## Exercise
Please restate exactly what appears in the records below from the first line to the line where "use serde::de::DeserializeOwned;" is, that line included.

(Collected data entries)
%%

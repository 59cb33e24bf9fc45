//! Binance spot REST client
//!
//! Public market-data endpoints plus HMAC-SHA256 signed account and order
//! endpoints (`X-MBX-APIKEY` header, `signature` appended to the query).

use super::{Candle, OrderResult, Side, TradingVenue, VenueError};
use async_trait::async_trait;
use chrono::{TimeZone, Utc};
use hmac::{Hmac, Mac};
use reqwest::{Client, Method, Response};
use rust_decimal::Decimal;
use serde::de::DeserializeOwned;
use serde::Deserialize;
use sha2::Sha256;
use std::str::FromStr;
use std::time::Duration;

/// Binance spot REST base URL
pub const BINANCE_API_URL: &str = "https://api.binance.com";

type HmacSha256 = Hmac<Sha256>;

/// Configuration for the Binance REST client
#[derive(Debug, Clone)]
pub struct BinanceVenueConfig {
    /// Base URL for the REST API
    pub base_url: String,
    /// Request timeout
    pub timeout: Duration,
    /// `recvWindow` sent with signed requests (milliseconds)
    pub recv_window_ms: u64,
}

impl Default for BinanceVenueConfig {
    fn default() -> Self {
        Self {
            base_url: BINANCE_API_URL.to_string(),
            timeout: Duration::from_secs(10),
            recv_window_ms: 5000,
        }
    }
}

/// API key pair for signed endpoints
#[derive(Clone)]
pub struct Credentials {
    pub api_key: String,
    pub api_secret: String,
}

impl std::fmt::Debug for Credentials {
    fn fmt(&self, f: &mut std::fmt::Formatter<'_>) -> std::fmt::Result {
        f.debug_struct("Credentials")
            .field("api_key", &"<redacted>")
            .finish()
    }
}

#[derive(Debug, Deserialize)]
struct ApiErrorBody {
    code: i64,
    msg: String,
}

#[derive(Debug, Deserialize)]
struct TickerPrice {
    price: String,
}

#[derive(Debug, Deserialize)]
struct AccountInfo {
    balances: Vec<AssetBalance>,
}

#[derive(Debug, Deserialize)]
struct AssetBalance {
    asset: String,
    free: String,
}

#[derive(Debug, Deserialize)]
struct OrderResponse {
    symbol: String,
    #[serde(rename = "orderId")]
    order_id: u64,
    price: String,
    #[serde(rename = "origQty")]
    orig_qty: String,
    status: String,
    side: Side,
}

impl OrderResponse {
    fn into_result(self) -> Result<OrderResult, VenueError> {
        Ok(OrderResult {
            order_id: self.order_id.to_string(),
            price: parse_decimal("price", &self.price)?,
            quantity: parse_decimal("origQty", &self.orig_qty)?,
            symbol: self.symbol,
            side: self.side,
            status: self.status,
        })
    }
}

/// Binance spot venue
pub struct BinanceVenue {
    config: BinanceVenueConfig,
    credentials: Option<Credentials>,
    client: Client,
}

impl BinanceVenue {
    /// Create a client. Without credentials only public endpoints work.
    pub fn new(
        config: BinanceVenueConfig,
        credentials: Option<Credentials>,
    ) -> Result<Self, VenueError> {
        let client = Client::builder().timeout(config.timeout).build()?;
        Ok(Self {
            config,
            credentials,
            client,
        })
    }

    async fn get_public<T: DeserializeOwned>(
        &self,
        path: &str,
        query: &[(&str, String)],
    ) -> Result<T, VenueError> {
        let url = format!("{}{}", self.config.base_url, path);
        tracing::debug!(%url, "Binance public request");
        let response = self.client.get(&url).query(query).send().await?;
        Self::decode(response).await
    }

    async fn send_signed<T: DeserializeOwned>(
        &self,
        method: Method,
        path: &str,
        params: &[(&str, String)],
    ) -> Result<T, VenueError> {
        let credentials = self
            .credentials
            .as_ref()
            .ok_or(VenueError::MissingCredentials)?;

        let mut query: Vec<String> = params.iter().map(|(k, v)| format!("{k}={v}")).collect();
        query.push(format!("recvWindow={}", self.config.recv_window_ms));
        query.push(format!("timestamp={}", Utc::now().timestamp_millis()));
        let query = query.join("&");
        let signature = sign(&credentials.api_secret, &query)?;

        let url = format!(
            "{}{}?{}&signature={}",
            self.config.base_url, path, query, signature
        );
        tracing::debug!(%method, %path, "Binance signed request");

        let response = self
            .client
            .request(method, &url)
            .header("X-MBX-APIKEY", &credentials.api_key)
            .send()
            .await?;
        Self::decode(response).await
    }

    async fn decode<T: DeserializeOwned>(response: Response) -> Result<T, VenueError> {
        let status = response.status();
        if !status.is_success() {
            let body = response.text().await.unwrap_or_default();
            return Err(match serde_json::from_str::<ApiErrorBody>(&body) {
                Ok(err) => VenueError::Api {
                    code: err.code,
                    msg: err.msg,
                },
                Err(_) => VenueError::Decode(format!("{status}: {body}")),
            });
        }
        Ok(response.json().await?)
    }
}

#[async_trait]
impl TradingVenue for BinanceVenue {
    async fn price(&self, symbol: &str) -> Result<Decimal, VenueError> {
        let ticker: TickerPrice = self
            .get_public("/api/v3/ticker/price", &[("symbol", symbol.to_string())])
            .await?;
        parse_decimal("price", &ticker.price)
    }

    async fn balance(&self, asset: &str) -> Result<Decimal, VenueError> {
        let account: AccountInfo = self.send_signed(Method::GET, "/api/v3/account", &[]).await?;
        match account.balances.iter().find(|b| b.asset == asset) {
            Some(balance) => parse_decimal("free", &balance.free),
            None => Ok(Decimal::ZERO),
        }
    }

    async fn place_limit(
        &self,
        symbol: &str,
        side: Side,
        quantity: Decimal,
        price: Decimal,
    ) -> Result<OrderResult, VenueError> {
        if quantity <= Decimal::ZERO || price <= Decimal::ZERO {
            return Err(VenueError::InvalidOrder(
                "quantity and price must be positive".to_string(),
            ));
        }

        let params = [
            ("symbol", symbol.to_string()),
            ("side", side.as_str().to_string()),
            ("type", "LIMIT".to_string()),
            ("timeInForce", "GTC".to_string()),
            ("quantity", quantity.normalize().to_string()),
            ("price", price.normalize().to_string()),
        ];
        let response: OrderResponse = self
            .send_signed(Method::POST, "/api/v3/order", &params)
            .await?;
        let order = response.into_result()?;

        tracing::info!(order_id = %order.order_id, %side, %quantity, %price, "Order placed");
        Ok(order)
    }

    async fn open_orders(&self, symbol: &str) -> Result<Vec<OrderResult>, VenueError> {
        let orders: Vec<OrderResponse> = self
            .send_signed(
                Method::GET,
                "/api/v3/openOrders",
                &[("symbol", symbol.to_string())],
            )
            .await?;
        orders.into_iter().map(OrderResponse::into_result).collect()
    }

    async fn candles(
        &self,
        symbol: &str,
        interval: &str,
        limit: u16,
    ) -> Result<Vec<Candle>, VenueError> {
        let rows: Vec<Vec<serde_json::Value>> = self
            .get_public(
                "/api/v3/klines",
                &[
                    ("symbol", symbol.to_string()),
                    ("interval", interval.to_string()),
                    ("limit", limit.to_string()),
                ],
            )
            .await?;
        rows.iter().map(|row| parse_kline(row)).collect()
    }
}

/// Hex-encoded HMAC-SHA256 of `payload`
fn sign(secret: &str, payload: &str) -> Result<String, VenueError> {
    let mut mac = HmacSha256::new_from_slice(secret.as_bytes())
        .map_err(|e| VenueError::Decode(format!("invalid API secret: {e}")))?;
    mac.update(payload.as_bytes());
    Ok(hex::encode(mac.finalize().into_bytes()))
}

fn parse_decimal(field: &str, raw: &str) -> Result<Decimal, VenueError> {
    Decimal::from_str(raw).map_err(|e| VenueError::Decode(format!("{field}={raw:?}: {e}")))
}

/// Kline rows are positional: open time, open, high, low, close, volume, ...
fn parse_kline(row: &[serde_json::Value]) -> Result<Candle, VenueError> {
    let number = |idx: usize| -> Result<f64, VenueError> {
        row.get(idx)
            .and_then(|v| v.as_str())
            .and_then(|s| s.parse::<f64>().ok())
            .ok_or_else(|| VenueError::Decode(format!("kline field {idx} missing or invalid")))
    };
    let open_ms = row
        .first()
        .and_then(|v| v.as_i64())
        .ok_or_else(|| VenueError::Decode("kline open time missing".to_string()))?;
    let open_time = Utc
        .timestamp_millis_opt(open_ms)
        .single()
        .ok_or_else(|| VenueError::Decode(format!("kline open time {open_ms} out of range")))?;

    Ok(Candle {
        open_time,
        open: number(1)?,
        high: number(2)?,
        low: number(3)?,
        close: number(4)?,
        volume: number(5)?,
    })
}

#[cfg(test)]
mod tests {
    use super::*;
    use serde_json::json;

    #[test]
    fn test_signature_matches_reference_vector() {
        let secret = "NhqPtmdSJYdKjVHjA7PZj4Mge3R5YNiP1e3UZjInClVN65XAbvqqM6A7H5fATj0j";
        let query = "symbol=LTCBTC&side=BUY&type=LIMIT&timeInForce=GTC&quantity=1&price=0.1&recvWindow=5000&timestamp=1499827319559";
        assert_eq!(
            sign(secret, query).unwrap(),
            "c8db56825ae71d6d79447849e617115f4a920fa2acdcab2b053c4b2838bd6b71"
        );
    }

    #[test]
    fn test_parse_kline_row() {
        let row = vec![
            json!(1499040000000i64),
            json!("0.01634790"),
            json!("0.80000000"),
            json!("0.01575800"),
            json!("0.01577100"),
            json!("148976.11427815"),
            json!(1499644799999i64),
        ];
        let candle = parse_kline(&row).unwrap();
        assert_eq!(candle.open_time.timestamp_millis(), 1499040000000);
        assert_eq!(candle.close, 0.015771);
        assert_eq!(candle.volume, 148976.11427815);
    }

    #[test]
    fn test_parse_kline_rejects_short_row() {
        let row = vec![json!(1499040000000i64), json!("1.0")];
        assert!(matches!(parse_kline(&row), Err(VenueError::Decode(_))));
    }

    #[test]
    fn test_credentials_debug_redacts_secret() {
        let creds = Credentials {
            api_key: "key".into(),
            api_secret: "secret".into(),
        };
        let debug = format!("{:?}", creds);
        assert!(!debug.contains("secret\""));
        assert!(debug.contains("redacted"));
    }

    #[tokio::test]
    async fn test_signed_call_without_credentials() {
        let venue = BinanceVenue::new(BinanceVenueConfig::default(), None).unwrap();
        assert!(matches!(
            venue.balance("USDT").await,
            Err(VenueError::MissingCredentials)
        ));
    }
}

%%

## Response to the exercise
repository 59cb33e24bf9fc45
//! Binance spot REST client
//!
//! Public market-data endpoints plus HMAC-SHA256 signed account and order
//! endpoints (`X-MBX-APIKEY` header, `signature` appended to the query).

use super::{Candle, OrderResult, Side, TradingVenue, VenueError};
use async_trait::async_trait;
use chrono::{TimeZone, Utc};
use hmac::{Hmac, Mac};
use reqwest::{Client, Method, Response};
use rust_decimal::Decimal;
use serde::de::DeserializeOwned;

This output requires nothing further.